Jordy Leiser, co-founder and chief executive officer of StellaService, completed an angel investing round at the end of 2009 which raised $250,000. He’s been on the hunt to raise more than $1 million in VC funding and expects to close on his second round of fund-raising shortly.
StellaService uses consumer satisfaction data to rank Internet-centric retailers on their service. A “seal of approval” is on the sites that pass muster. Two early adopters were Zappos.com and Diapers.com, and now 50 online retailers carry the StellaService seal.
Last month, ARC Angel Fund closed on a $50,000 investment in the online private-sale aggregator MyNines Inc.
ARC, a member-led angel fund, invests in early-stage and seed investment opportunities. David J. Freschman, a co-founder of ARC, said MyNines presented an attractive investment opportunity because it “is the first of its kind in the aggregation arena.”
He called MyNines “disruptive,” in that it is capable of changing the online user experience by “changing the entire industry and/or the shopping habits of the consumer. That’s why venture capitalists are involved, because of the online strategy which automatically gives you a global company. There are no borders and no boundaries, unlike going back 20 or 30 years ago before the Internet when the [infrastructure meant] building brick-and-mortar one [store] at a time.”
Apar Kothari, who co-founded MyNines in 2009, said the curation advantage allows consumers to go to one place and see all the available sales, instead of having to deal with each sale site individually.

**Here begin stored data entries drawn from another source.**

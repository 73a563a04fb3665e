//! Verdict -> health status / alert severity mapping

use serde::Serialize;

use crate::config::PolicyConfig;
use crate::model::AnomalyVerdict;
use crate::types::{EquipmentStatus, Severity};

/// Result of classifying one verdict. `severity` is `Some` exactly when an
/// alert should be raised.
#[derive(Debug, Clone, Copy, PartialEq, Eq, Serialize)]
pub struct Classification {
    pub status: EquipmentStatus,
    pub severity: Option<Severity>,
}

/// Pure, deterministic classification
#[derive(Debug, Clone)]
pub struct ClassificationPolicy {
    critical_confidence: f64,
}

impl ClassificationPolicy {
    pub fn new(config: &PolicyConfig) -> Self {
        Self {
            critical_confidence: config.critical_confidence,
        }
    }

    pub fn classify(&self, verdict: &AnomalyVerdict) -> Classification {
        if !verdict.anomalous {
            return Classification {
                status: EquipmentStatus::Healthy,
                severity: None,
            };
        }

        let severity = if verdict.confidence > self.critical_confidence {
            Severity::Critical
        } else {
            Severity::Warning
        };
        Classification {
            status: severity.into(),
            severity: Some(severity),
        }
    }
}

impl Default for ClassificationPolicy {
    fn default() -> Self {
        Self::new(&PolicyConfig::default())
    }
}
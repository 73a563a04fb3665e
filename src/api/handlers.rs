//! HTTP handlers for the plant dashboard.
//!
//! Handlers return `Result<Response, ApiError>`; storage and pipeline errors
//! convert with `?`. Equipment status always comes from the health registry;
//! the stored status is only a mirror.

use std::sync::Arc;
use std::time::Instant;

use axum::extract::{Path, Query, State};
use axum::response::Response;
use chrono::{Duration, Utc};
use serde::{Deserialize, Serialize};

use super::envelope::{ApiError, ApiResponse};
use crate::config::{defaults, PlantConfig};
use crate::model::ModelSummary;
use crate::pipeline::IngestionPipeline;
use crate::storage::PersistenceLayer;
use crate::types::{
    Alert, AlertId, EquipmentId, EquipmentStatus, EquipmentUnit, MaintenanceRequest,
    MaintenanceTask, Prediction, SensorReading, StoredReading,
};

// ============================================================================
// State
// ============================================================================

/// Shared state for every handler
#[derive(Clone)]
pub struct ApiState {
    pub pipeline: Arc<IngestionPipeline>,
    pub config: Arc<PlantConfig>,
    pub started_at: Instant,
}

impl ApiState {
    pub fn new(pipeline: Arc<IngestionPipeline>, config: Arc<PlantConfig>) -> Self {
        Self {
            pipeline,
            config,
            started_at: Instant::now(),
        }
    }

    fn store(&self) -> &Arc<dyn PersistenceLayer> {
        self.pipeline.store()
    }

    fn equipment_name(&self, id: EquipmentId) -> String {
        self.pipeline
            .health()
            .name(id)
            .unwrap_or_else(|| format!("Equipment {id}"))
    }

    /// Stored unit with the registry's current status
    fn with_live_status(&self, mut unit: EquipmentUnit) -> EquipmentUnit {
        if let Some(status) = self.pipeline.health().current(unit.id) {
            unit.status = status;
        }
        unit
    }
}

type ApiResult = Result<Response, ApiError>;

// ============================================================================
// Response types
// ============================================================================

#[derive(Debug, Serialize)]
pub struct EquipmentSummary {
    #[serde(flatten)]
    pub unit: EquipmentUnit,
    pub alert_count: usize,
}

#[derive(Debug, Serialize)]
pub struct EquipmentDetail {
    pub equipment: EquipmentUnit,
    pub recent_readings: Vec<StoredReading>,
    pub latest_prediction: Option<Prediction>,
    pub model: ModelSummary,
}

#[derive(Debug, Serialize)]
pub struct ResolveResult {
    pub equipment_id: EquipmentId,
    pub previous_status: EquipmentStatus,
    pub status: EquipmentStatus,
}

#[derive(Debug, Serialize)]
pub struct NamedPrediction {
    #[serde(flatten)]
    pub prediction: Prediction,
    pub equipment_name: String,
}

#[derive(Debug, Serialize)]
pub struct NamedAlert {
    #[serde(flatten)]
    pub alert: Alert,
    pub equipment_name: String,
}

#[derive(Debug, Serialize)]
pub struct NamedTask {
    #[serde(flatten)]
    pub task: MaintenanceTask,
    pub equipment_name: String,
}

#[derive(Debug, Serialize)]
pub struct DashboardStats {
    /// `healthy/total`
    pub equipment_online: String,
    pub active_alerts: usize,
    pub estimated_savings: f64,
    /// Savings formatted in thousands, e.g. `$10.5K`
    pub cost_saved_mtd: String,
    pub total_equipment: usize,
    pub healthy_count: usize,
    pub warning_count: usize,
    pub critical_count: usize,
}

#[derive(Debug, Deserialize)]
pub struct AlertsQuery {
    pub acknowledged: Option<bool>,
}

// ============================================================================
// Service
// ============================================================================

/// GET /
pub async fn index(State(state): State<ApiState>) -> Response {
    ApiResponse::ok(serde_json::json!({
        "message": format!("{} predictive maintenance API", state.config.plant.name),
        "version": env!("CARGO_PKG_VERSION"),
        "endpoints": {
            "equipment": "/api/equipment",
            "sensor_data": "/api/sensor-data",
            "predictions": "/api/predictions",
            "alerts": "/api/alerts",
            "maintenance": "/api/maintenance",
            "dashboard_stats": "/api/dashboard-stats",
            "config": "/api/config",
            "websocket": "/ws",
        }
    }))
}

/// GET /health
pub async fn health(State(state): State<ApiState>) -> Response {
    ApiResponse::ok(serde_json::json!({
        "status": "ok",
        "uptime_secs": state.started_at.elapsed().as_secs(),
        "storage": state.store().backend_name(),
        "equipment": state.pipeline.health().len(),
        "observers": state.pipeline.fanout().len(),
        "pipeline": state.pipeline.stats(),
    }))
}

/// GET /api/config
pub async fn get_config(State(state): State<ApiState>) -> Response {
    ApiResponse::ok(state.config.as_ref().clone())
}

// ============================================================================
// Equipment
// ============================================================================

/// GET /api/equipment
pub async fn list_equipment(State(state): State<ApiState>) -> ApiResult {
    let units = state.store().list_equipment()?;
    let mut summaries = Vec::with_capacity(units.len());
    for unit in units {
        let alert_count = state.store().count_unacknowledged_alerts(Some(unit.id))?;
        summaries.push(EquipmentSummary {
            unit: state.with_live_status(unit),
            alert_count,
        });
    }
    Ok(ApiResponse::ok(summaries))
}

/// GET /api/equipment/:id
pub async fn equipment_detail(
    State(state): State<ApiState>,
    Path(id): Path<EquipmentId>,
) -> ApiResult {
    let unit = state
        .store()
        .get_equipment(id)?
        .ok_or_else(|| ApiError::NotFound(format!("equipment {id} not found")))?;
    let recent_readings = state
        .store()
        .recent_readings(id, defaults::RECENT_READINGS_LIMIT)?;
    let latest_prediction = state.store().latest_prediction(id)?;
    let model = state
        .pipeline
        .model_summary(id)
        .await
        .unwrap_or_else(|| ModelSummary {
            trained: false,
            window_len: 0,
            window_capacity: state.config.model.window_size,
            fits: 0,
            last_fit_at: None,
        });

    Ok(ApiResponse::ok(EquipmentDetail {
        equipment: state.with_live_status(unit),
        recent_readings,
        latest_prediction,
        model,
    }))
}

/// POST /api/equipment/:id/resolve
pub async fn resolve_equipment(
    State(state): State<ApiState>,
    Path(id): Path<EquipmentId>,
) -> ApiResult {
    let previous_status = state.pipeline.resolve(id)?;
    Ok(ApiResponse::ok(ResolveResult {
        equipment_id: id,
        previous_status,
        status: EquipmentStatus::Healthy,
    }))
}

// ============================================================================
// Ingestion
// ============================================================================

/// POST /api/sensor-data
pub async fn submit_reading(
    State(state): State<ApiState>,
    axum::Json(reading): axum::Json<SensorReading>,
) -> ApiResult {
    let outcome = state.pipeline.ingest(reading).await?;
    Ok(ApiResponse::ok(outcome))
}

// ============================================================================
// Predictions & Alerts
// ============================================================================

/// GET /api/predictions
pub async fn list_predictions(State(state): State<ApiState>) -> ApiResult {
    let predictions: Vec<_> = state
        .store()
        .list_predictions(defaults::LIST_LIMIT)?
        .into_iter()
        .map(|prediction| NamedPrediction {
            equipment_name: state.equipment_name(prediction.equipment_id),
            prediction,
        })
        .collect();
    Ok(ApiResponse::ok(predictions))
}

/// GET /api/alerts?acknowledged=false
pub async fn list_alerts(
    State(state): State<ApiState>,
    Query(q): Query<AlertsQuery>,
) -> ApiResult {
    let alerts: Vec<_> = state
        .store()
        .list_alerts(q.acknowledged, defaults::LIST_LIMIT)?
        .into_iter()
        .map(|alert| NamedAlert {
            equipment_name: state.equipment_name(alert.equipment_id),
            alert,
        })
        .collect();
    Ok(ApiResponse::ok(alerts))
}

/// POST /api/alerts/:id/acknowledge
pub async fn acknowledge_alert(
    State(state): State<ApiState>,
    Path(id): Path<AlertId>,
) -> ApiResult {
    let alert = state.store().acknowledge_alert(id)?;
    Ok(ApiResponse::ok(alert))
}

// ============================================================================
// Maintenance
// ============================================================================

/// GET /api/maintenance
pub async fn list_maintenance(State(state): State<ApiState>) -> ApiResult {
    let tasks: Vec<_> = state
        .store()
        .list_open_maintenance()?
        .into_iter()
        .map(|task| NamedTask {
            equipment_name: state.equipment_name(task.equipment_id),
            task,
        })
        .collect();
    Ok(ApiResponse::ok(tasks))
}

/// POST /api/maintenance
pub async fn create_maintenance(
    State(state): State<ApiState>,
    axum::Json(request): axum::Json<MaintenanceRequest>,
) -> ApiResult {
    if request.task.trim().is_empty() {
        return Err(ApiError::BadRequest(
            "Task description must not be empty".to_string(),
        ));
    }
    let task = state
        .store()
        .create_maintenance_task(&request.into_task(Utc::now()))?;
    Ok(ApiResponse::created(task))
}

// ============================================================================
// Dashboard
// ============================================================================

/// GET /api/dashboard-stats
pub async fn dashboard_stats(State(state): State<ApiState>) -> ApiResult {
    let counts = state.pipeline.health().counts();
    let total = state.pipeline.health().len();

    let active_alerts = state.store().count_unacknowledged_alerts(None)?;
    let since = Utc::now() - Duration::days(state.config.plant.savings_window_days);
    let recent_predictions = state.store().count_predictions_since(since)?;
    #[allow(clippy::cast_precision_loss)]
    let estimated_savings = recent_predictions as f64 * state.config.plant.savings_per_prediction;

    Ok(ApiResponse::ok(DashboardStats {
        equipment_online: format!("{}/{}", counts.healthy, total),
        active_alerts,
        estimated_savings,
        cost_saved_mtd: format!("${:.1}K", estimated_savings / 1000.0),
        total_equipment: total,
        healthy_count: counts.healthy,
        warning_count: counts.warning,
        critical_count: counts.critical,
    }))
}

Other early investors include Greenhill SAVP, with $350,000, through its institutional fund GSA Venture Capital, which closed in April 2010, and angel investor Jill Preotle, with $100,000 that closed in August 2010.

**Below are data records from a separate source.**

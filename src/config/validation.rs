//! Config validation: unknown-key detection with Levenshtein suggestions
//! and operating range checks.
//!
//! The raw TOML is first parsed into a `toml::Value`, its key tree compared
//! against the known field names, and a warning with a "did you mean?"
//! suggestion emitted for each stray key. Typed deserialization runs after.
//! Unknown keys never fail a load.

use std::collections::HashSet;

/// A non-fatal config warning (typo, suspicious value).
#[derive(Debug, Clone)]
pub struct ValidationWarning {
    pub field: String,
    pub message: String,
    pub suggestion: Option<String>,
}

impl std::fmt::Display for ValidationWarning {
    fn fmt(&self, f: &mut std::fmt::Formatter<'_>) -> std::fmt::Result {
        write!(f, "{}", self.message)?;
        if let Some(ref s) = self.suggestion {
            write!(f, " (did you mean '{s}'?)")?;
        }
        Ok(())
    }
}

// ============================================================================
// Known Config Keys
// ============================================================================

/// Every valid dotted key path of `PlantConfig`.
///
/// Kept by hand in step with plant_config.rs.
pub fn known_config_keys() -> HashSet<&'static str> {
    let keys: &[&str] = &[
        // [plant]
        "plant",
        "plant.name",
        "plant.savings_per_prediction",
        "plant.savings_window_days",
        // [server]
        "server",
        "server.addr",
        // [storage]
        "storage",
        "storage.backend",
        "storage.path",
        // [model]
        "model",
        "model.window_size",
        "model.min_training_samples",
        "model.retrain_every",
        "model.n_trees",
        "model.max_samples",
        "model.contamination",
        "model.seed",
        "model.seed_from_history",
        // [policy]
        "policy",
        "policy.critical_confidence",
        "policy.recovery_clean_samples",
        // [alerts]
        "alerts",
        "alerts.temperature_max",
        "alerts.vibration_max",
        "alerts.pressure_max",
        "alerts.efficiency_min",
        "alerts.failure_horizon_min_days",
        "alerts.failure_horizon_max_days",
        // [notifications]
        "notifications",
        "notifications.status_interval_secs",
        "notifications.delivery_timeout_ms",
        "notifications.observer_buffer",
        // [generator]
        "generator",
        "generator.enabled",
        "generator.startup_delay_secs",
        "generator.cycle_interval_secs",
        "generator.unit_spacing_ms",
        "generator.spike_every",
        "generator.spike_units",
        "generator.error_backoff_secs",
        "generator.seed",
    ];
    keys.iter().copied().collect()
}

// ============================================================================
// TOML Key Walking
// ============================================================================

/// Recursively walks a `toml::Value` tree and collects all dotted key paths.
///
/// `{ a = { b = 1, c = 2 } }` yields `["a", "a.b", "a.c"]`.
pub fn walk_toml_keys(value: &toml::Value, prefix: &str) -> Vec<String> {
    let mut keys = Vec::new();
    if let Some(table) = value.as_table() {
        for (k, v) in table {
            let path = if prefix.is_empty() {
                k.clone()
            } else {
                format!("{prefix}.{k}")
            };
            keys.push(path.clone());
            if v.is_table() {
                keys.extend(walk_toml_keys(v, &path));
            }
        }
    }
    keys
}

// ============================================================================
// Levenshtein Distance
// ============================================================================

fn levenshtein(a: &str, b: &str) -> usize {
    let b_chars: Vec<char> = b.chars().collect();
    if a.is_empty() {
        return b_chars.len();
    }
    if b_chars.is_empty() {
        return a.chars().count();
    }

    let mut prev: Vec<usize> = (0..=b_chars.len()).collect();
    let mut curr = vec![0; b_chars.len() + 1];

    for (i, ca) in a.chars().enumerate() {
        curr[0] = i + 1;
        for (j, cb) in b_chars.iter().enumerate() {
            let cost = usize::from(ca != *cb);
            curr[j + 1] = (prev[j + 1] + 1).min(curr[j] + 1).min(prev[j] + cost);
        }
        std::mem::swap(&mut prev, &mut curr);
    }

    prev[b_chars.len()]
}

/// Closest known key within edit distance 3, if any.
pub fn suggest_correction(unknown: &str, known: &HashSet<&str>) -> Option<String> {
    known
        .iter()
        .map(|k| (*k, levenshtein(unknown, k)))
        .filter(|(_, dist)| *dist <= 3)
        .min_by(|a, b| a.1.cmp(&b.1).then_with(|| a.0.cmp(b.0)))
        .map(|(k, _)| k.to_string())
}

// ============================================================================
// Unknown Key Validation (entry point)
// ============================================================================

/// Warnings for every unknown key in a raw TOML document.
///
/// Parse errors yield no warnings here; typed deserialization reports them.
pub fn validate_unknown_keys(raw_toml: &str) -> Vec<ValidationWarning> {
    let value: toml::Value = match raw_toml.parse() {
        Ok(v) => v,
        Err(_) => return Vec::new(),
    };

    let known = known_config_keys();
    walk_toml_keys(&value, "")
        .into_iter()
        .filter(|key| !known.contains(key.as_str()))
        .map(|key| ValidationWarning {
            suggestion: suggest_correction(&key, &known),
            message: format!("Unknown config key '{key}'"),
            field: key,
        })
        .collect()
}

// ============================================================================
// Operating Range Validation
// ============================================================================

/// Range checks on a parsed `PlantConfig`.
///
/// Returns (errors, warnings): errors block startup, warnings are logged.
pub fn validate_operating_ranges(
    config: &super::PlantConfig,
) -> (Vec<String>, Vec<ValidationWarning>) {
    let mut errors = Vec::new();
    let mut warnings = Vec::new();

    let a = &config.alerts;
    if !(0.0..=100.0).contains(&a.efficiency_min) {
        errors.push(format!(
            "alerts.efficiency_min = {:.1} is outside the efficiency range (0-100 %)",
            a.efficiency_min
        ));
    }
    if a.vibration_max < 0.0 {
        errors.push(format!(
            "alerts.vibration_max = {:.1} cannot be negative",
            a.vibration_max
        ));
    }

    if config.plant.savings_per_prediction < 0.0 {
        errors.push("plant.savings_per_prediction cannot be negative".to_string());
    }
    if config.plant.savings_window_days <= 0 {
        errors.push("plant.savings_window_days must be > 0".to_string());
    }

    let m = &config.model;
    if m.window_size > 10_000 {
        warnings.push(ValidationWarning {
            field: "model.window_size".to_string(),
            message: format!(
                "model.window_size = {} refits a large window on every sample",
                m.window_size
            ),
            suggestion: None,
        });
    }
    if m.n_trees > 1_000 {
        warnings.push(ValidationWarning {
            field: "model.n_trees".to_string(),
            message: format!("model.n_trees = {} is unusually large", m.n_trees),
            suggestion: None,
        });
    }

    let timeout = config.notifications.delivery_timeout_ms;
    if timeout > 30_000 {
        warnings.push(ValidationWarning {
            field: "notifications.delivery_timeout_ms".to_string(),
            message: format!(
                "notifications.delivery_timeout_ms = {timeout} lets one slow observer stall alert fanout"
            ),
            suggestion: None,
        });
    }

    let spikes = &config.generator.spike_units;
    if config.generator.enabled && spikes.is_empty() {
        warnings.push(ValidationWarning {
            field: "generator.spike_units".to_string(),
            message: "generator.spike_units is empty, no anomalies will be injected".to_string(),
            suggestion: None,
        });
    }

    (errors, warnings)
}

// ============================================================================
// Tests
// ============================================================================

#[cfg(test)]
mod tests {
    use super::*;
    use crate::config::PlantConfig;

    #[test]
    fn test_levenshtein() {
        assert_eq!(levenshtein("window", "window"), 0);
        assert_eq!(levenshtein("contamnation", "contamination"), 1);
        assert_eq!(levenshtein("", "abc"), 3);
        assert_eq!(levenshtein("abc", ""), 3);
    }

    #[test]
    fn test_walk_toml_keys_nested() {
        let toml: toml::Value = r#"
            [model]
            window_size = 50
        "#
        .parse()
        .unwrap();
        let keys = walk_toml_keys(&toml, "");
        assert!(keys.contains(&"model".to_string()));
        assert!(keys.contains(&"model.window_size".to_string()));
    }

    #[test]
    fn test_typo_key_produces_warning_with_suggestion() {
        let toml_str = r#"
[model]
contamnation = 0.05
"#;
        let warnings = validate_unknown_keys(toml_str);
        assert_eq!(warnings.len(), 1);
        assert_eq!(warnings[0].field, "model.contamnation");
        assert_eq!(
            warnings[0].suggestion.as_deref(),
            Some("model.contamination")
        );
    }

    #[test]
    fn test_all_valid_keys_produce_zero_warnings() {
        let toml_str = r#"
[plant]
name = "Line 4"

[policy]
critical_confidence = 80.0

[generator]
spike_units = [2]
"#;
        let warnings = validate_unknown_keys(toml_str);
        assert!(warnings.is_empty(), "Expected 0 warnings, got: {:?}", warnings);
    }

    #[test]
    fn test_unknown_section_produces_warning() {
        let warnings = validate_unknown_keys("[telemetry]\nrate = 1\n");
        assert!(warnings.iter().any(|w| w.field == "telemetry"));
    }

    #[test]
    fn test_suggest_correction_no_match_for_garbage() {
        let known = known_config_keys();
        assert!(suggest_correction("completely_unrelated_garbage_key_xyz", &known).is_none());
    }

    #[test]
    fn test_default_config_serializes_only_known_keys() {
        let toml_str = PlantConfig::default().to_toml().unwrap();
        assert!(validate_unknown_keys(&toml_str).is_empty());
    }

    #[test]
    fn test_operating_ranges_defaults_clean() {
        let (errors, warnings) = validate_operating_ranges(&PlantConfig::default());
        assert!(errors.is_empty(), "{errors:?}");
        assert!(warnings.is_empty());
    }

    #[test]
    fn test_operating_ranges_efficiency_out_of_range() {
        let mut config = PlantConfig::default();
        config.alerts.efficiency_min = 120.0;
        let (errors, _) = validate_operating_ranges(&config);
        assert_eq!(errors.len(), 1);
    }
}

Brian Hirsch, a managing director at GSA, who is also an individual investor in ARC, said his firm was interested in MyNines due to the “explosion online of private single-sale sites,” noting that there are more than 100 such sites online. He explained when there is that much dispersion in terms of vendors, aggregation can be a successful business such as Shopping.com, Mysimon.com or, in the travel sector, Kayak.com.
“Our fund was comfortable betting on the site because it didn’t need to carry inventory, the cost to operate is low and the business model is based on commission from affiliated sites” for sending shoppers its way, Hirsch said. “This is a clean, easy model to scale, versus the direct-product sale site, which can be hard to determine which ones are likely to be winners.”
Kothari is currently fund-raising, hoping to raise another $2 million to $3 million via institutional investors to ramp up the company’s technology team and staffing capabilities.
The growth in funding availability and the need for a way to connect fashion entrepreneurs and prospective investors, much like the technology hub that evolved in Silicon Valley, led Freschman and Karen Griffith Gryga, both experienced VC investors, to found FashInvest in 2009. In December, FashInvest held its first capital conference where 15 firms had the opportunity to make presentations to potential investors. MyNines was one of those making a presentation — which clearly worked out for it.